Zmiany przekształcające Polskę po II wojnie światowej miały zasięg i naturę kataklizmu, i to kataklizmu rozciągniętego w czasie.
W II wojnie naród polski doznał strat, jakich nie doświadczył nigdy w przeszłości. Wyginęła duża część naszej inteligencji, stanowiącej elitę II Rzeczpospolitej. Naród po II wojnie był już innym narodem. Zniszczono ziemiaństwo i arystokrację. Zdewastowano inteligencję, klasę przedsiębiorców, rzemieślników.
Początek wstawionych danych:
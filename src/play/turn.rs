// src/play/turn.rs

use std::collections::{BTreeSet, HashMap};

use chrono::{DateTime, Duration, Utc};

use crate::error::AppError;
use crate::models::quiz::{QuestionKind, QuizSnapshot};
use crate::models::score::SubmittedAnswer;

/// One question as seen by the turn clock.
#[derive(Debug, Clone)]
pub struct TurnQuestion {
    pub id: i64,
    pub kind: QuestionKind,
    pub time_limit: Duration,
}

/// Where the player currently is in the question sequence.
#[derive(Debug, Clone, Copy, PartialEq, Eq)]
pub enum TurnState {
    AwaitingAnswer {
        index: usize,
        deadline: DateTime<Utc>,
    },
    /// Terminal. Reaching it hands the collected submission to grading
    /// exactly once.
    Completed,
}

/// Per-question countdown state machine driving one play-through.
///
/// The server holds no timer: deadlines here are advisory and the machine is
/// driven by whoever renders the quiz (see `tick`). Selections for the current
/// question may be revised freely until `advance` fires; a question left with
/// no selection simply grades as wrong.
#[derive(Debug, Clone)]
pub struct TurnClock {
    questions: Vec<TurnQuestion>,
    state: TurnState,
    selections: HashMap<i64, BTreeSet<i64>>,
}

impl TurnClock {
    /// Starts the clock on the first question. Fails with `InvalidState` for
    /// an empty question list: a quiz needs at least one question to be
    /// playable.
    pub fn start(questions: Vec<TurnQuestion>, now: DateTime<Utc>) -> Result<Self, AppError> {
        let first = questions.first().ok_or_else(|| {
            AppError::InvalidState("quiz has no questions".to_string())
        })?;
        let state = TurnState::AwaitingAnswer {
            index: 0,
            deadline: now + first.time_limit,
        };
        Ok(Self {
            questions,
            state,
            selections: HashMap::new(),
        })
    }

    /// Starts the clock from a player-facing quiz snapshot.
    pub fn for_snapshot(snapshot: &QuizSnapshot, now: DateTime<Utc>) -> Result<Self, AppError> {
        let questions = snapshot
            .questions
            .iter()
            .map(|q| TurnQuestion {
                id: q.id,
                kind: q.kind,
                time_limit: Duration::seconds(i64::from(q.time_limit_secs)),
            })
            .collect();
        Self::start(questions, now)
    }

    pub fn state(&self) -> TurnState {
        self.state
    }

    pub fn is_completed(&self) -> bool {
        matches!(self.state, TurnState::Completed)
    }

    pub fn current_question(&self) -> Option<&TurnQuestion> {
        match self.state {
            TurnState::AwaitingAnswer { index, .. } => self.questions.get(index),
            TurnState::Completed => None,
        }
    }

    /// Records a selection for the current question.
    ///
    /// `single`/`boolean`: the new option replaces any prior selection.
    /// `multi`: selecting an already-selected option deselects it, otherwise
    /// it is added.
    pub fn select(&mut self, option_id: i64) -> Result<(), AppError> {
        let question = self.current_question().ok_or_else(|| {
            AppError::InvalidState("play-through already completed".to_string())
        })?;
        let (question_id, kind) = (question.id, question.kind);

        let picked = self.selections.entry(question_id).or_default();
        match kind {
            QuestionKind::Single | QuestionKind::Boolean => {
                picked.clear();
                picked.insert(option_id);
            }
            QuestionKind::Multi => {
                if !picked.remove(&option_id) {
                    picked.insert(option_id);
                }
            }
        }
        Ok(())
    }

    /// Advances past the deadline if it has expired. Returns whether the
    /// machine moved. Call this before `advance` so that expiry wins when
    /// both triggers race.
    pub fn tick(&mut self, now: DateTime<Utc>) -> bool {
        match self.state {
            TurnState::AwaitingAnswer { deadline, .. } if now >= deadline => {
                self.advance(now);
                true
            }
            _ => false,
        }
    }

    /// Moves to the next question, or to `Completed` after the last one.
    /// The next question's deadline starts counting from `now`.
    pub fn advance(&mut self, now: DateTime<Utc>) {
        if let TurnState::AwaitingAnswer { index, .. } = self.state {
            let next = index + 1;
            self.state = match self.questions.get(next) {
                Some(question) => TurnState::AwaitingAnswer {
                    index: next,
                    deadline: now + question.time_limit,
                },
                None => TurnState::Completed,
            };
        }
    }

    /// Flattens the collected selections into the submission format the
    /// grading endpoint accepts, in question order. Questions without a
    /// selection are omitted (they grade as wrong by counting towards the
    /// total only).
    pub fn into_submission(self) -> Vec<SubmittedAnswer> {
        let mut answers = Vec::new();
        for question in &self.questions {
            if let Some(picked) = self.selections.get(&question.id) {
                answers.extend(picked.iter().map(|&option_id| SubmittedAnswer {
                    question_id: question.id,
                    option_id,
                }));
            }
        }
        answers
    }
}

#[cfg(test)]
mod tests {
    use super::*;

    fn question(id: i64, kind: QuestionKind, secs: i64) -> TurnQuestion {
        TurnQuestion {
            id,
            kind,
            time_limit: Duration::seconds(secs),
        }
    }

    fn now() -> DateTime<Utc> {
        "2026-01-01T12:00:00Z".parse().unwrap()
    }

    #[test]
    fn starts_on_first_question_with_its_deadline() {
        let clock = TurnClock::start(
            vec![
                question(1, QuestionKind::Single, 30),
                question(2, QuestionKind::Single, 60),
            ],
            now(),
        )
        .unwrap();

        assert_eq!(
            clock.state(),
            TurnState::AwaitingAnswer {
                index: 0,
                deadline: now() + Duration::seconds(30),
            }
        );
        assert_eq!(clock.current_question().unwrap().id, 1);
    }

    #[test]
    fn empty_quiz_is_not_playable() {
        assert!(matches!(
            TurnClock::start(vec![], now()),
            Err(AppError::InvalidState(_))
        ));
    }

    #[test]
    fn single_choice_reselection_replaces() {
        let mut clock =
            TurnClock::start(vec![question(1, QuestionKind::Single, 30)], now()).unwrap();
        clock.select(10).unwrap();
        clock.select(11).unwrap();
        clock.advance(now());

        assert_eq!(
            clock.into_submission(),
            vec![SubmittedAnswer {
                question_id: 1,
                option_id: 11
            }]
        );
    }

    #[test]
    fn multi_choice_selection_toggles() {
        let mut clock =
            TurnClock::start(vec![question(1, QuestionKind::Multi, 30)], now()).unwrap();
        clock.select(10).unwrap();
        clock.select(11).unwrap();
        clock.select(10).unwrap(); // deselect
        clock.advance(now());

        assert_eq!(
            clock.into_submission(),
            vec![SubmittedAnswer {
                question_id: 1,
                option_id: 11
            }]
        );
    }

    #[test]
    fn advance_walks_the_sequence_then_completes() {
        let mut clock = TurnClock::start(
            vec![
                question(1, QuestionKind::Single, 30),
                question(2, QuestionKind::Boolean, 30),
            ],
            now(),
        )
        .unwrap();

        clock.advance(now());
        assert_eq!(clock.current_question().unwrap().id, 2);

        clock.advance(now());
        assert!(clock.is_completed());

        // Terminal: further advances are no-ops and selections are refused.
        clock.advance(now());
        assert!(clock.is_completed());
        assert!(matches!(
            clock.select(1),
            Err(AppError::InvalidState(_))
        ));
    }

    #[test]
    fn tick_fires_only_at_or_after_the_deadline() {
        let mut clock = TurnClock::start(
            vec![
                question(1, QuestionKind::Single, 30),
                question(2, QuestionKind::Single, 45),
            ],
            now(),
        )
        .unwrap();

        assert!(!clock.tick(now() + Duration::seconds(29)));
        assert_eq!(clock.current_question().unwrap().id, 1);

        let expiry = now() + Duration::seconds(30);
        assert!(clock.tick(expiry));
        // Next deadline counts from the moment the clock advanced.
        assert_eq!(
            clock.state(),
            TurnState::AwaitingAnswer {
                index: 1,
                deadline: expiry + Duration::seconds(45),
            }
        );
    }

    #[test]
    fn unanswered_questions_are_omitted_from_the_submission() {
        let mut clock = TurnClock::start(
            vec![
                question(1, QuestionKind::Single, 30),
                question(2, QuestionKind::Single, 30),
            ],
            now(),
        )
        .unwrap();

        clock.advance(now()); // no selection for question 1
        clock.select(20).unwrap();
        clock.advance(now());
        assert!(clock.is_completed());

        assert_eq!(
            clock.into_submission(),
            vec![SubmittedAnswer {
                question_id: 2,
                option_id: 20
            }]
        );
    }
}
Zerwanie ciągłości uzewnętrzniło się także w warstwie estetycznej. Komunizm był ustrojem niewyobrażalnie brzydkim, a była to brzydota nachalna, intensywna i wszechobecna. Nowa estetyka niosła zawsze piętno tymczasowości. Budynki, biurowce, bloki, wystroje zewnętrzne i wewnętrzne wyglądały, jakby powstały na krótki czas, na kilka lat lub jedno pokolenie, w oczekiwaniu na ten okres, kiedy wreszcie będzie można tworzyć na wiele przyszłych pokoleń. Uznaliśmy za oczywiste, że żyć musimy „na razie”, że ciągle trwa okres przejściowy, po którym miały nastąpić czasy stabilizacji i normalnego rozwoju.
Niniejszy tekst to fragment książki prof. Ryszarda Legutki pt. „Esej o duszy polskiej”, wyd. Fronda
Zbir i cham
Specyfika polskiego komunizmu nie odbiegała od tego, czym komunizm charakteryzował się w innych krajach. Znana i popularna teza politologiczna głosząca, że komunizm stanowił świecką religię spajającą w jeden ideokratyczny system całość społeczeństwa, tylko w znikomym stopniu odpowiadała rzeczywistości, a na pewno całkowicie rozmijała się z rzeczywistością polską. Komuniści nie byli Robespierre’ami, którzy ogarnięci czystą wizją ustroju sprawiedliwości społecznej i społeczeństwa bezklasowego łamali brutalnie wszystkie przeszkody, aby tę wizję urzeczywistnić. W większości najważniejsi i najbardziej wpływowi komuniści to ludzie prymitywni, niewykształceni, nieokrzesani, bez szczególnej pasji ideowej, niechętnie ulegający wielkim wizjom politycznym. Komunista przejmujący władzę nad Polską był więc raczej chamem i zbirem niż – by posłużyć się sławnym określeniem Machiavellego – uzbrojonym prorokiem. Ukształtowała go rzeczywistość komunizmu sowieckiego, a nie zachodnie kluby i stowarzyszenia, w których polityczni marzyciele snuli plany przekształcania świata. Rzeczywistość sowiecka zaś była brzydka i okrutna, pozbawiona trwałych reguł, opanowana przez bezprawie, którego efektem mogła być jedynie nieustanna wojna wszystkich ze wszystkimi o władzę i przetrwanie.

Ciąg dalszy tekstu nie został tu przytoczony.